What the task asks >> Your answer must be every line of the data that holds the string "Ordering".

[Saved data entries]

━━━━━━━━━━━━━━━━━━━━━━━━━━━━━━

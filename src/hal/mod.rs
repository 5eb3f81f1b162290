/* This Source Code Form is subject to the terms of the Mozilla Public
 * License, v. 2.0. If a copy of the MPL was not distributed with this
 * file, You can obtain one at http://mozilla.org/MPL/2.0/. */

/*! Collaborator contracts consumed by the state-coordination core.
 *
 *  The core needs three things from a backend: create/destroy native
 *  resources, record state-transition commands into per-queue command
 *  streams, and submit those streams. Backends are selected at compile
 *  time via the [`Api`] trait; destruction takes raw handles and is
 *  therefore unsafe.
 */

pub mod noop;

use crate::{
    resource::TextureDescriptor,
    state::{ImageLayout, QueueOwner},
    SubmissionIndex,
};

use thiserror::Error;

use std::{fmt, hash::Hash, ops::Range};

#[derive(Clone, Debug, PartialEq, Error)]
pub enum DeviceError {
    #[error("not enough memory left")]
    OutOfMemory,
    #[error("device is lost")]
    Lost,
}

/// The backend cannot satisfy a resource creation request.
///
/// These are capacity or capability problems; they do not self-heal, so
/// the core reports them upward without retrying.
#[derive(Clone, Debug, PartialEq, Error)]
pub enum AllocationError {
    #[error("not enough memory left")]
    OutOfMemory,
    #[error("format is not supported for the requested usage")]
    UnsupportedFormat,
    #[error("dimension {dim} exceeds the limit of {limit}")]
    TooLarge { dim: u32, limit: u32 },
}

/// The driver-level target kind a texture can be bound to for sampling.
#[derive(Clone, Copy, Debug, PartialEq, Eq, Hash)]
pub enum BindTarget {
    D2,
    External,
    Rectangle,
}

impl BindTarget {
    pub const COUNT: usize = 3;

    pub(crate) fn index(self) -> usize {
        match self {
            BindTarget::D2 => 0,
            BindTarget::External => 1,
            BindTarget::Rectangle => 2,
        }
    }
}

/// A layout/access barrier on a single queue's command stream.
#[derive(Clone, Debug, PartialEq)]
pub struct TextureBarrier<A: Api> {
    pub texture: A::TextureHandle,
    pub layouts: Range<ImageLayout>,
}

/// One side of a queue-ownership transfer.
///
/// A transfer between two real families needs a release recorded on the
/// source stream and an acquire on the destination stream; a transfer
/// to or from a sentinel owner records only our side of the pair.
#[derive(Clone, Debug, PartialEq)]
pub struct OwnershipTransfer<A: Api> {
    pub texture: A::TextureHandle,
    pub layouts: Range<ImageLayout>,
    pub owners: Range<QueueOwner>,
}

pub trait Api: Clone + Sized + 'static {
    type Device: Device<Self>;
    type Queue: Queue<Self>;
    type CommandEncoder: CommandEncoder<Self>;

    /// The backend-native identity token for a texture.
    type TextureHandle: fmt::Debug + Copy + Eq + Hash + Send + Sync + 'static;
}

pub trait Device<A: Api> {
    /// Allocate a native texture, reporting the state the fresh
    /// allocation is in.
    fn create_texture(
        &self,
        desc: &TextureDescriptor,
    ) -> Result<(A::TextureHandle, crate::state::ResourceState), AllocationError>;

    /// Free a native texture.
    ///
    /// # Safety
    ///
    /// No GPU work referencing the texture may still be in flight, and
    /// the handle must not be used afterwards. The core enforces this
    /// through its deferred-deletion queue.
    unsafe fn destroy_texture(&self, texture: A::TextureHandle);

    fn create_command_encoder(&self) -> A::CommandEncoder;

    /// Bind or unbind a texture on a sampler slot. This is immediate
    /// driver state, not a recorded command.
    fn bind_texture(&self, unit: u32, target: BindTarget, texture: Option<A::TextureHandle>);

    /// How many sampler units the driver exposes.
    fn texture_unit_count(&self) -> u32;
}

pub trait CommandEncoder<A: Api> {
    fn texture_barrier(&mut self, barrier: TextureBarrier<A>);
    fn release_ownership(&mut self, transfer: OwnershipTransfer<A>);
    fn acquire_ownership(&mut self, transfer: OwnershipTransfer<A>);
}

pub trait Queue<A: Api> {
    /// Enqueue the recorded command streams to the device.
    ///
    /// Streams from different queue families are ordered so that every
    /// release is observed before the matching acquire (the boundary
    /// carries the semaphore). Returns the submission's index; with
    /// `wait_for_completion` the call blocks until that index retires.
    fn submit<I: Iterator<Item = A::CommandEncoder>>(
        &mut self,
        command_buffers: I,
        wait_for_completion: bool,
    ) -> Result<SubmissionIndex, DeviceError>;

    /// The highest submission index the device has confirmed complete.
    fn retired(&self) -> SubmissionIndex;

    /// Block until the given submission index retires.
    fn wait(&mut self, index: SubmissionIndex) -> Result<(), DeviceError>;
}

━━━━━━━━━━━━━━━━━━━━━━━━━━━━━━

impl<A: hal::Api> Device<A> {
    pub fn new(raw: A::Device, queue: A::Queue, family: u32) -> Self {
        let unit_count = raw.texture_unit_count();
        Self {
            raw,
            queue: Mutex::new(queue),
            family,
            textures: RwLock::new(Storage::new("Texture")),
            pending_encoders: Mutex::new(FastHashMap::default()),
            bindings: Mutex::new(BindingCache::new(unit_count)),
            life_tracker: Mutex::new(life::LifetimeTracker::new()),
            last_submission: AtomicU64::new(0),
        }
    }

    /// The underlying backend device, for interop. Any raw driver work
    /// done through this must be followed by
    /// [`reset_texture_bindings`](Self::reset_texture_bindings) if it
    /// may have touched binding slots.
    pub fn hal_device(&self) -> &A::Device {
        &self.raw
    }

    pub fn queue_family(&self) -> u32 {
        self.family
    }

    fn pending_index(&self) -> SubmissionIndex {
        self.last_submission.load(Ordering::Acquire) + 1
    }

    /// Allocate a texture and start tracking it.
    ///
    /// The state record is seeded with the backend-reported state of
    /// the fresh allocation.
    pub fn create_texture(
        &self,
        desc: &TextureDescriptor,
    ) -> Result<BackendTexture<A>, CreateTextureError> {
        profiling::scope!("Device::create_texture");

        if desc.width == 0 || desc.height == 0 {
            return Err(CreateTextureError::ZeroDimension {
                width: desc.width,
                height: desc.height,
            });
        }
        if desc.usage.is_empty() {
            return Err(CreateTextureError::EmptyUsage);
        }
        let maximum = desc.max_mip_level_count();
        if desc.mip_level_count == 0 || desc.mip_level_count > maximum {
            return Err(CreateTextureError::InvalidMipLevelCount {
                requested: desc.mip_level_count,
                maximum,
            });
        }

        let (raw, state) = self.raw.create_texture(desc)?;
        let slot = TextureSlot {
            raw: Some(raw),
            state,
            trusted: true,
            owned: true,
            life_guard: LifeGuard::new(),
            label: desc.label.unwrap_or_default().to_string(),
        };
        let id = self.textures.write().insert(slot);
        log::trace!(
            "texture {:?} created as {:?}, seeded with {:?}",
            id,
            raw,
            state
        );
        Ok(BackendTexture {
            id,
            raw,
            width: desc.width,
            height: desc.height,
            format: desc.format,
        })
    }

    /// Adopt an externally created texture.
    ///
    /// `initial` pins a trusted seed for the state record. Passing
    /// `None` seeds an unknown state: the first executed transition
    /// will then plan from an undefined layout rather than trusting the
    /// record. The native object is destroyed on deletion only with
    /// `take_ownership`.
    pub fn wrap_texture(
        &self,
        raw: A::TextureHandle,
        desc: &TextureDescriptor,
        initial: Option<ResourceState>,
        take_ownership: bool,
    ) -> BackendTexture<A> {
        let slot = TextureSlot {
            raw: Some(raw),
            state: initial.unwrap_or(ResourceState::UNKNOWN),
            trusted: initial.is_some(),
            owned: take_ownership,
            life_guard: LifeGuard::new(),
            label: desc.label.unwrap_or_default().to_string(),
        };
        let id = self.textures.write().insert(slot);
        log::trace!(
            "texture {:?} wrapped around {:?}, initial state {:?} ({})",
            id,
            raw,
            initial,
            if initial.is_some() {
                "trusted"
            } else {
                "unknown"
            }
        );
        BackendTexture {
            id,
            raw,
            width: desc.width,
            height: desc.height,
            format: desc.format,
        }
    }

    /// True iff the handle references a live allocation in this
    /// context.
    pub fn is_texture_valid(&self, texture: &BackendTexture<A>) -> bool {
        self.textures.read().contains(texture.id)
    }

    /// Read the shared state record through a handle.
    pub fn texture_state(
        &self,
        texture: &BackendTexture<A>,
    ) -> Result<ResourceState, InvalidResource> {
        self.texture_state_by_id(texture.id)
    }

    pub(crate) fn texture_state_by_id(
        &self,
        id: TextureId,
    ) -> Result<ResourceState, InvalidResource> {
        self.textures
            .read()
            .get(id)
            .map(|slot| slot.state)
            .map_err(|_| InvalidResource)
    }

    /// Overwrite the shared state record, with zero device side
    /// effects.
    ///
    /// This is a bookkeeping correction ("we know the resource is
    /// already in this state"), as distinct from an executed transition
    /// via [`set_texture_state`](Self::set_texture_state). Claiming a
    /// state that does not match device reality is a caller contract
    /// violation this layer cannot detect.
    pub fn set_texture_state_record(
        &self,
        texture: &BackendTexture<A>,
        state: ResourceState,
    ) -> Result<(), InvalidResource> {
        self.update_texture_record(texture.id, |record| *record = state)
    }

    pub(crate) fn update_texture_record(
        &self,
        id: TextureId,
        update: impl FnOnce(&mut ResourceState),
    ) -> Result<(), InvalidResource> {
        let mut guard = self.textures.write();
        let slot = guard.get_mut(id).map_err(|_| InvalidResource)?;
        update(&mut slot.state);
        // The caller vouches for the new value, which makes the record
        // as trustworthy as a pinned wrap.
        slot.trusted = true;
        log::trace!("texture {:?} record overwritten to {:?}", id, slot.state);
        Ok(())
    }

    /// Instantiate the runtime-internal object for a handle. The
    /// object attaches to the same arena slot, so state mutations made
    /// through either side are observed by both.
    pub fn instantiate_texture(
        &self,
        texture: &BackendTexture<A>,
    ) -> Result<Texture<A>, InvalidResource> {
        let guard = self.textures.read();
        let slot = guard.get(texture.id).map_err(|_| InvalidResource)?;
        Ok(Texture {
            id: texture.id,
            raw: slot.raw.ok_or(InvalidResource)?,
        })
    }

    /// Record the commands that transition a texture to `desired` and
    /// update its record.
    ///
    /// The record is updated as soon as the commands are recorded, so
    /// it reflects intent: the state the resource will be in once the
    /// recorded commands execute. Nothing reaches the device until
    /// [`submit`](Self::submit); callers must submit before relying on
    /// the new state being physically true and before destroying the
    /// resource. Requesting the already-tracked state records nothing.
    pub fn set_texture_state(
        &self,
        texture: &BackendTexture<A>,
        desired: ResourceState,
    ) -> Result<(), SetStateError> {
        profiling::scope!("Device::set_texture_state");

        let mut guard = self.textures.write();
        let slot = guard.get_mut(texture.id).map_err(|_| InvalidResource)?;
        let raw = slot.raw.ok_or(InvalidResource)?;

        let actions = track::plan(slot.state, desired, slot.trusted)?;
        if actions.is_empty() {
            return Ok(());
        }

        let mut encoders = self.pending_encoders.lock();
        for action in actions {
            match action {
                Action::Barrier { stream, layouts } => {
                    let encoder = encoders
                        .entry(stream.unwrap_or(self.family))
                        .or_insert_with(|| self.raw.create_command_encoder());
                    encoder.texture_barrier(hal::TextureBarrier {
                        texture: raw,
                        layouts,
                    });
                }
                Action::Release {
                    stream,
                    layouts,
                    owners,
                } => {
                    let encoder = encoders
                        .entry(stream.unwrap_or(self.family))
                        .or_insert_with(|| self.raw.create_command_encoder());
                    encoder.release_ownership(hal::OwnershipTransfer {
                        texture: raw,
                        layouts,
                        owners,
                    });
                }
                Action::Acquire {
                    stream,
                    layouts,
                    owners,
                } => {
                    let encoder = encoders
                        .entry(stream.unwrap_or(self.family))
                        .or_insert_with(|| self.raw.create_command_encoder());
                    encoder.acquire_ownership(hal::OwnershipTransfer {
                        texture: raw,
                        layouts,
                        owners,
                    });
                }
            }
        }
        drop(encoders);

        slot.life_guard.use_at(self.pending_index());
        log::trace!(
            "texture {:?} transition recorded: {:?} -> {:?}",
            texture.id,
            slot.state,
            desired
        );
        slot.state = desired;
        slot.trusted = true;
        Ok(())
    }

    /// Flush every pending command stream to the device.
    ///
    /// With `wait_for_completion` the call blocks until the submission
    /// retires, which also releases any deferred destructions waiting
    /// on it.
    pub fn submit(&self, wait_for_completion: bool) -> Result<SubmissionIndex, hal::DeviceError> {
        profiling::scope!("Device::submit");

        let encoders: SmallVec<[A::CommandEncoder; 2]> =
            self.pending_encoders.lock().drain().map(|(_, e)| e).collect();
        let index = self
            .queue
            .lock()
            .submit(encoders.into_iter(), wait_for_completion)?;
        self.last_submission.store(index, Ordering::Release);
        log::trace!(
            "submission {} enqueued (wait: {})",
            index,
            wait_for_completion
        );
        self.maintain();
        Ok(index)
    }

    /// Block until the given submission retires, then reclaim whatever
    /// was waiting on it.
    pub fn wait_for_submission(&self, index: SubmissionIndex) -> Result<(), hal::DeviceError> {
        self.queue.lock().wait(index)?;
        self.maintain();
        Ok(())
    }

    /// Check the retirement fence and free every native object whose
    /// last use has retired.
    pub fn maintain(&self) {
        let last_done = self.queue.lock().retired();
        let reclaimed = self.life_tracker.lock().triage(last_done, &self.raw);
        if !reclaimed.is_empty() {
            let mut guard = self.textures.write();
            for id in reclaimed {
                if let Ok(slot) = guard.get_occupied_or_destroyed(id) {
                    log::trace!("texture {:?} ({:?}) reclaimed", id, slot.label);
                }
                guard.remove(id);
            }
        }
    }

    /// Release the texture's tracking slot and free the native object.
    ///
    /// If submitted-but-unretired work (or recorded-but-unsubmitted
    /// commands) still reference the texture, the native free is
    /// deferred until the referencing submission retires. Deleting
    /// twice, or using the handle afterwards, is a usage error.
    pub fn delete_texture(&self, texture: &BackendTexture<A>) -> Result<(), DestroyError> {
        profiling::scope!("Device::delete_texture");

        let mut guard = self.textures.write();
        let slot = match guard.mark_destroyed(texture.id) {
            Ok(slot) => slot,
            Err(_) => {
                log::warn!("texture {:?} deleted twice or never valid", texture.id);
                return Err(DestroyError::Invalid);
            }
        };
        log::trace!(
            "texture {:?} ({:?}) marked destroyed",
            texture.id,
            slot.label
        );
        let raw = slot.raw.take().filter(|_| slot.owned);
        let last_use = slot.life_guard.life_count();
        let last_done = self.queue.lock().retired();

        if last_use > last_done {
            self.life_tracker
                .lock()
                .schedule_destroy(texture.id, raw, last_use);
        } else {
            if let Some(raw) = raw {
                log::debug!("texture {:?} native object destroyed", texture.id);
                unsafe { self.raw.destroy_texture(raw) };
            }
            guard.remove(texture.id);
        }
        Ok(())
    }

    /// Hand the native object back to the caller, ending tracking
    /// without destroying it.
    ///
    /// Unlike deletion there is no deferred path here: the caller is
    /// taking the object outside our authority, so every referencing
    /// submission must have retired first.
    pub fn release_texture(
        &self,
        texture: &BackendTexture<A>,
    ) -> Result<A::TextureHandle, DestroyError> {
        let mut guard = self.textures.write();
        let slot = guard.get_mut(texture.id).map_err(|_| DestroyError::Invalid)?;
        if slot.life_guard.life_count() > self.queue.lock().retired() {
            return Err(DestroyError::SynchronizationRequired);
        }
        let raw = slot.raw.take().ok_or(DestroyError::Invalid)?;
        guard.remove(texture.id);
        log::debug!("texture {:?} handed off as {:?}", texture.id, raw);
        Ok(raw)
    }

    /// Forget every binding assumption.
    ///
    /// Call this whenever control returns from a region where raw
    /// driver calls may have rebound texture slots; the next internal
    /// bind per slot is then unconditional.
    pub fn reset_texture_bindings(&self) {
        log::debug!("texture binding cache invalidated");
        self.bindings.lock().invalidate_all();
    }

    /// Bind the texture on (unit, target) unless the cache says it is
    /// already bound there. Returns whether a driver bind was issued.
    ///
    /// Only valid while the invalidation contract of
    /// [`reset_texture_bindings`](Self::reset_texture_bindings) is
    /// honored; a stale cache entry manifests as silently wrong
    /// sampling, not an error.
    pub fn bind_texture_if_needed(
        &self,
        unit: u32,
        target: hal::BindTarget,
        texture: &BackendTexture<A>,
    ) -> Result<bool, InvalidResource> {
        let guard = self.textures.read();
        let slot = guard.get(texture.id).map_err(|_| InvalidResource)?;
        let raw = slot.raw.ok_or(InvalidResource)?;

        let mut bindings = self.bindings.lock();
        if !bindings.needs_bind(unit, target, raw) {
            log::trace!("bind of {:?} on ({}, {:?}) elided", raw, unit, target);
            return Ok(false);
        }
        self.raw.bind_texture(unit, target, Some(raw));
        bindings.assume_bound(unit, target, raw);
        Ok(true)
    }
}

━━━━━━━━━━━━━━━━━━━━━━━━━━━━━━

Solution >>
        self.last_submission.load(Ordering::Acquire) + 1
        self.last_submission.store(index, Ordering::Release);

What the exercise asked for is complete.